Blooms sets a standard — with writing as well as editing.
“Once I worked with a copy editor who thought my adverbs weren’t necessary,” she said. “I said, ‘No! You want me to give them oatmeal! I want to give them oatmeal cookies!’” she shook her head. “Show them what you want, and your editor will grumble all the way, but they’ll go along with it if you have enough heart and talent.”
Bloom believes in the sentimental as well as the autonomous, educational aspect of children’s books.
“Beatrix Potter’s editor wanted her to change the word ‘soporific’ because they didn’t think kids would understand what that meant,” Bloom said. “She opted to keep it because if they see it, they’ll learn it and understand it and know it.”
Sue Heavenrich and Clara MacCarald, co-leaders of the chapter, usually start off meetings by introducing that month’s shop talk presenters, providing a bit of background information on each presenter. Previous speakers have included professional storytellers and authors Mitch Weiss and Martha Hamilton, Highlights Foundation representative Rob Costello, self-publishing guru and author Sally N. Kammerling, among many others. Each meeting is meant to appeal to different parts of the children’s book writing, illustrating and publishing process with different points of view and educational output. Various topics have included self-publishing, working for hire in the educational market, children’s book marketing, etc.
The SCBWI was created in 1971. Founded by Stephen Mooser and Lin Oliver, the mission of the organization is “to support the creation and availability of quality children’s books around the world.” They do this by creating chapters, from as far as Taiwan and Australia, of authors, illustrators, agents, editors, publishers and more, educating and supporting their literary endeavors in the world of children’s book publishing.
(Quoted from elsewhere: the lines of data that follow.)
//! OAuth 2.0 authorization for API sessions
//!
//! Drives the Authorization Code flow with PKCE against a MediaWiki-style
//! OAuth provider and keeps the resulting tokens fresh. The state is attached
//! to an [`api_session::Session`] and survives restarts through
//! [`serialize`]/[`deserialize`].
//!
//! Flow:
//! 1. Caller sets the client with `set_default_options` (or per call)
//! 2. `init()` returns the authorize URL; the user authorizes out of band
//! 3. `complete()` exchanges the callback's code for tokens
//! 4. `serialize()` produces the blob the caller stores
//! 5. A later process calls `deserialize()` on a fresh session
//! 6. Requests rejected with an invalid access token are refreshed and
//!    replayed once by the handler installed in steps 3 and 5

pub mod client;
pub mod codec;
pub mod constants;
pub mod error;
pub mod options;
pub mod pkce;
pub mod retry;
pub mod state;
pub mod token;

#[cfg(test)]
pub(crate) mod testing;

pub use client::OAuthClient;
pub use codec::{SerializedSession, deserialize, serialize};
pub use constants::*;
pub use error::{Error, Result};
pub use options::{OAuthOptions, set_default_options};
pub use pkce::{ChallengeMethod, PkceMaterial};
pub use retry::is_invalid_authorization;
pub use state::{complete, init, is_complete, refresh};
pub use token::{TokenResponse, exchange_code, exchange_refresh_token};
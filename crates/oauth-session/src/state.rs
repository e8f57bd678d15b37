//! OAuth session state machine
//!
//! The state lives in the API session's extension slot and is only reached
//! through the accessors in this module, which keep the phase moving forward:
//!
//! - `Absent` → `Initialized` (`init`, or `deserialize` with a verifier)
//! - `Initialized` → `Complete` (`complete`, or `deserialize` with tokens)
//! - `Complete` → `Complete` (`refresh`)
//!
//! `complete` also works from `Absent` when authorization happened out of
//! band, in which case the exchange carries no PKCE verifier.

use std::sync::Arc;

use api_session::{Session, SessionData};
use reqwest::Url;
use tracing::{debug, info};

use crate::client::OAuthClient;
use crate::constants::AUTHORIZE_PATH;
use crate::error::{Error, Result};
use crate::options::{OAuthOptions, resolve};
use crate::pkce::{self, PkceMaterial};
use crate::retry;
use crate::token;

#[derive(Debug, Clone, Default)]
pub(crate) enum Phase {
    #[default]
    Absent,
    /// Authorization started; waiting for the callback.
    Initialized {
        verifier: String,
        /// Client the attempt was started with. `None` after deserializing,
        /// until the next `init` binds one.
        client: Option<Arc<OAuthClient>>,
    },
    Complete {
        access_token: String,
        refresh_token: Option<String>,
    },
}

/// Per-session OAuth bookkeeping.
#[derive(Debug, Clone, Default)]
pub(crate) struct OAuthState {
    phase: Phase,
    /// Options the refresh-retry handler refreshes with. `Some` once the
    /// handler is installed; the latest installation wins.
    retry_options: Option<OAuthOptions>,
    /// `assert=user` in the default parameters was put there by this crate.
    assert_installed: bool,
}

fn state_mut(data: &mut SessionData) -> &mut OAuthState {
    data.extension_or_default::<OAuthState>()
}

fn read_state<R>(session: &Session, f: impl FnOnce(&OAuthState) -> R) -> Option<R> {
    session.read(|data| data.extension::<OAuthState>().map(f))
}

pub(crate) fn phase(session: &Session) -> Phase {
    read_state(session, |state| state.phase.clone()).unwrap_or_default()
}

/// Replace the phase wholesale. Only the codec restores state this way.
///
/// Restoring a complete phase authorizes the session. Any other phase
/// removes the bearer header and the `assert` parameter this crate added.
pub(crate) fn restore(session: &Session, phase: Phase, assert_user: bool) {
    session.write(|data| match phase {
        Phase::Complete {
            access_token,
            refresh_token,
        } => authorize(data, access_token, refresh_token, assert_user),
        other => {
            deauthorize(data);
            state_mut(data).phase = other;
        }
    });
}

/// Record the options the refresh-retry handler uses. Returns true if no
/// handler was installed yet.
pub(crate) fn set_retry_options(session: &Session, options: OAuthOptions) -> bool {
    session.write(|data| state_mut(data).retry_options.replace(options).is_none())
}

pub(crate) fn retry_options(session: &Session) -> OAuthOptions {
    read_state(session, |state| state.retry_options.clone())
        .flatten()
        .unwrap_or_default()
}

/// Whether a refresh token is held.
pub(crate) fn has_refresh_token(session: &Session) -> bool {
    read_state(session, |state| {
        matches!(
            state.phase,
            Phase::Complete {
                refresh_token: Some(_),
                ..
            }
        )
    })
    .unwrap_or(false)
}

/// Enter the complete phase: bearer header, and `assert=user` unless disabled.
fn authorize(
    data: &mut SessionData,
    access_token: String,
    refresh_token: Option<String>,
    assert_user: bool,
) {
    data.default_options.authorization = Some(format!("Bearer {access_token}"));
    let installed = state_mut(data).assert_installed;
    if assert_user {
        data.default_params.insert("assert".into(), "user".into());
    } else if installed {
        data.default_params.remove("assert");
    }

    let state = state_mut(data);
    state.assert_installed = assert_user;
    state.phase = Phase::Complete {
        access_token,
        refresh_token,
    };
}

fn deauthorize(data: &mut SessionData) {
    let state = state_mut(data);
    let was_complete = matches!(state.phase, Phase::Complete { .. });
    let assert_installed = std::mem::take(&mut state.assert_installed);
    if was_complete {
        data.default_options.authorization = None;
    }
    if assert_installed {
        data.default_params.remove("assert");
    }
}

/// Start (or resume) authorization and return the URL to send the user to.
///
/// Calling this again before completion returns the same URL: the verifier
/// is reused as long as the client is the same `Arc`. A different client
/// discards the pending attempt and starts a new one.
pub fn init(session: &mut Session, options: &OAuthOptions) -> Result<String> {
    let resolved = resolve(session, options);
    let client = resolved.client.ok_or(Error::MissingClient)?;

    let pending = match phase(session) {
        Phase::Absent => None,
        Phase::Initialized {
            verifier,
            client: bound,
        } => match bound {
            Some(bound) if !Arc::ptr_eq(&bound, &client) => {
                debug!(
                    client_id = client.client_id(),
                    "client changed, discarding pending authorization"
                );
                None
            }
            _ => Some(verifier),
        },
        Phase::Complete { .. } => return Err(Error::AlreadyComplete),
    };

    let material = match pending {
        Some(verifier) => PkceMaterial::from_verifier(verifier),
        None => {
            let material = pkce::generate();
            debug!(method = material.method.as_str(), "generated PKCE material");
            material
        }
    };

    let url = authorize_url(session, &client, &material)?;
    session.write(|data| {
        state_mut(data).phase = Phase::Initialized {
            verifier: material.verifier,
            client: Some(client),
        };
    });
    Ok(url)
}

/// Complete authorization with the URL the user was redirected back to.
///
/// Exchanges the `code` from the callback for tokens, then sets up the
/// session for authenticated requests: bearer header, `assert=user` (unless
/// disabled) and the refresh-retry handler.
pub async fn complete(
    session: &mut Session,
    callback_url: &str,
    options: &OAuthOptions,
) -> Result<()> {
    let resolved = resolve(session, options);
    let client = resolved.client.ok_or(Error::MissingClient)?;
    let code = callback_code(session, callback_url)?;

    let verifier = match phase(session) {
        Phase::Initialized { verifier, .. } => Some(verifier),
        _ => None,
    };
    let user_agent = session.user_agent(&resolved.request);
    let token =
        token::exchange_code(session, &client, &code, verifier.as_deref(), &user_agent).await?;

    session.write(|data| {
        authorize(
            data,
            token.access_token,
            token.refresh_token,
            resolved.assert_user,
        );
    });
    retry::install(session, options.clone());

    info!(client_id = client.client_id(), "OAuth authorization complete");
    Ok(())
}

/// Get a new access token with the stored refresh token.
///
/// The refresh token is replaced only if the server sent a new one. On
/// failure the stored tokens are left as they were. Takes a shared session
/// so the refresh-retry handler can call it while other requests are in
/// flight.
pub async fn refresh(session: &Session, options: &OAuthOptions) -> Result<()> {
    let refresh_token = match phase(session) {
        Phase::Complete {
            refresh_token: Some(refresh_token),
            ..
        } => refresh_token,
        _ => return Err(Error::RefreshUnavailable),
    };

    let resolved = resolve(session, options);
    let client = resolved.client.ok_or(Error::MissingClient)?;
    let user_agent = session.user_agent(&resolved.request);
    let token =
        token::exchange_refresh_token(session, &client, &refresh_token, &user_agent).await?;

    let rotated = token.refresh_token.is_some();
    session.write(|data| {
        data.default_options.authorization = Some(format!("Bearer {}", token.access_token));
        state_mut(data).phase = Phase::Complete {
            access_token: token.access_token,
            refresh_token: token.refresh_token.or(Some(refresh_token)),
        };
    });

    info!(rotated, "OAuth access token refreshed");
    Ok(())
}

/// Whether this crate completed authorization for the session.
///
/// An `authorization` option set by hand does not count.
pub fn is_complete(session: &Session) -> bool {
    matches!(phase(session), Phase::Complete { .. })
}

fn authorize_url(session: &Session, client: &OAuthClient, pkce: &PkceMaterial) -> Result<String> {
    let endpoint = format!("{}{}", session.rest_url(), AUTHORIZE_PATH);
    let mut url =
        Url::parse(&endpoint).map_err(|e| Error::InvalidUrl(format!("{endpoint}: {e}")))?;
    url.query_pairs_mut()
        .append_pair("response_type", "code")
        .append_pair("client_id", client.client_id())
        .append_pair("code_challenge", &pkce.challenge)
        .append_pair("code_challenge_method", pkce.method.as_str());
    Ok(url.into())
}

/// Extract the authorization code. Relative callback URLs are resolved
/// against the API origin.
fn callback_code(session: &Session, callback_url: &str) -> Result<String> {
    let origin = Url::parse(session.api_url())
        .and_then(|api| api.join("/"))
        .map_err(|e| Error::InvalidUrl(format!("{}: {e}", session.api_url())))?;
    let url = origin
        .join(callback_url)
        .map_err(|e| Error::InvalidCallback(format!("{callback_url}: {e}")))?;

    let mut code = None;
    let mut provider_error = None;
    for (key, value) in url.query_pairs() {
        match &*key {
            "code" if !value.is_empty() => code = Some(value.into_owned()),
            "error" => provider_error = Some(value.into_owned()),
            _ => {}
        }
    }

    code.ok_or_else(|| match provider_error {
        Some(error) => Error::InvalidCallback(format!("authorization server returned {error}")),
        None => Error::InvalidCallback(format!("no code in {callback_url}")),
    })
}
Primarily authors, illustrators and students attend the Western New York SCBWI meetings, but all are welcome.
Along with a star-studded Board of Advisors, which includes Judy Blume, Jerry Pinkney, Jane Yolen and Pat Cummings, years of experience in every aspect of writing, illustrating and publishing help make SCBWI what it is: a community of writers and illustrators who support, teach and help one another in their field.
SCBWI has two annual conferences: one in February in New York City, and one in July in Los Angeles. They also offer various awards and grants for authors, illustrators and student writers and illustrators. •
The Western New York chapter of SCBWI meets at 6:30 p.m. on the first Monday of each month in the Ithaca Barnes and Noble. For more information on the SCBWI, visit https://www.scbwi.org/.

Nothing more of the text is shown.